Start of Block

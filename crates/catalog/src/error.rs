// Copyright (c) 2025 woxQAQ
//
// Licensed under the MIT License or Apache License 2.0
// See LICENSE files for details

//! # Error types for class-map repository operations

use serde::Serialize;
use thiserror::Error;

/// Result type alias for repository operations
pub type CatalogResult<T> = Result<T, CatalogError>;

/// Errors that can occur while looking up class maps
#[derive(Debug, Error, Clone, PartialEq, Eq, Serialize)]
pub enum CatalogError {
    /// No class of that name in the requested schema (or in any schema)
    #[error("Class '{}' not found", qualified(.schema, .name))]
    ClassNotFound { schema: Option<String>, name: String },

    /// Unqualified class name present in several schemas
    #[error("Class '{name}' is ambiguous, it exists in schemas {schemas:?}")]
    AmbiguousClass { name: String, schemas: Vec<String> },

    /// Relationship constraints requested for a non-relationship class
    #[error("Class '{0}' is not a relationship class")]
    NotARelationship(String),

    /// Inconsistent schema data handed to the repository
    #[error("Invalid schema: {0}")]
    InvalidSchema(String),
}

fn qualified(schema: &Option<String>, name: &str) -> String {
    match schema {
        Some(schema) => format!("{schema}.{name}"),
        None => name.to_string(),
    }
}
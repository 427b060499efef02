// Copyright (c) 2025 woxQAQ
//
// Licensed under the MIT License or Apache License 2.0
// See LICENSE files for details

//! Error types for compilation

use ecsql_codegen::{CodegenError, render_ecsql};
use ecsql_ir::{ExpTree, NodeId};
use ecsql_semantic::{Diagnostics, Issue, IssueCategory};
use serde::Serialize;

/// Result type alias for compilation
pub type CompileResult<T> = Result<T, CompileError>;

/// A failed compilation
///
/// Compilation is atomic: on failure no SQL is produced and the diagnostics
/// hold at least one error issue.
#[derive(Debug, Clone, PartialEq, Eq, Serialize, thiserror::Error)]
#[error("ECSQL compilation failed: {diagnostics}")]
pub struct CompileError {
    pub diagnostics: Diagnostics,
}

impl CompileError {
    /// Report a rendering failure
    pub(crate) fn codegen(err: &CodegenError, expression: Option<String>) -> Self {
        let mut issue = Issue::error(IssueCategory::Codegen, codegen_code(err), err.to_string());
        if let Some(text) = expression {
            issue = issue.with_expression(text);
        }
        let mut diagnostics = Diagnostics::new();
        diagnostics.push(issue);
        Self { diagnostics }
    }

    /// Report a rendering failure of the statement rooted at `root`
    pub(crate) fn codegen_at(tree: &ExpTree, root: NodeId, err: &CodegenError) -> Self {
        Self::codegen(err, render_ecsql(tree, root).ok())
    }

    /// Code of the first error issue
    pub fn code(&self) -> Option<&str> {
        self.diagnostics.first_error().map(|i| i.code.as_str())
    }
}

impl From<Diagnostics> for CompileError {
    fn from(diagnostics: Diagnostics) -> Self {
        Self { diagnostics }
    }
}

fn codegen_code(err: &CodegenError) -> &'static str {
    match err {
        CodegenError::MissingRoot => "MissingRoot",
        CodegenError::NotFinalized { .. } => "NotFinalized",
        CodegenError::UnresolvedProperty(_) => "UnresolvedProperty",
        CodegenError::UnresolvedClass(_) => "UnresolvedClass",
        CodegenError::MissingAlias(_) => "MissingAlias",
        CodegenError::MissingParameter(_) => "MissingParameter",
        CodegenError::ColumnCountMismatch { .. } => "ColumnCountMismatch",
        CodegenError::UnexpectedNode { .. } => "UnexpectedNode",
    }
}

End of Block

• _Required action_: Write out exactly, please, the lines beginning at the start of the material and ending with the line that holds "in any schema)", both included.

• _Answer space_:
filename crates/catalog/src/error.rs
// Copyright (c) 2025 woxQAQ
//
// Licensed under the MIT License or Apache License 2.0
// See LICENSE files for details

//! # Error types for class-map repository operations

use serde::Serialize;
use thiserror::Error;

/// Result type alias for repository operations
pub type CatalogResult<T> = Result<T, CatalogError>;

/// Errors that can occur while looking up class maps
#[derive(Debug, Error, Clone, PartialEq, Eq, Serialize)]
pub enum CatalogError {
    /// No class of that name in the requested schema (or in any schema)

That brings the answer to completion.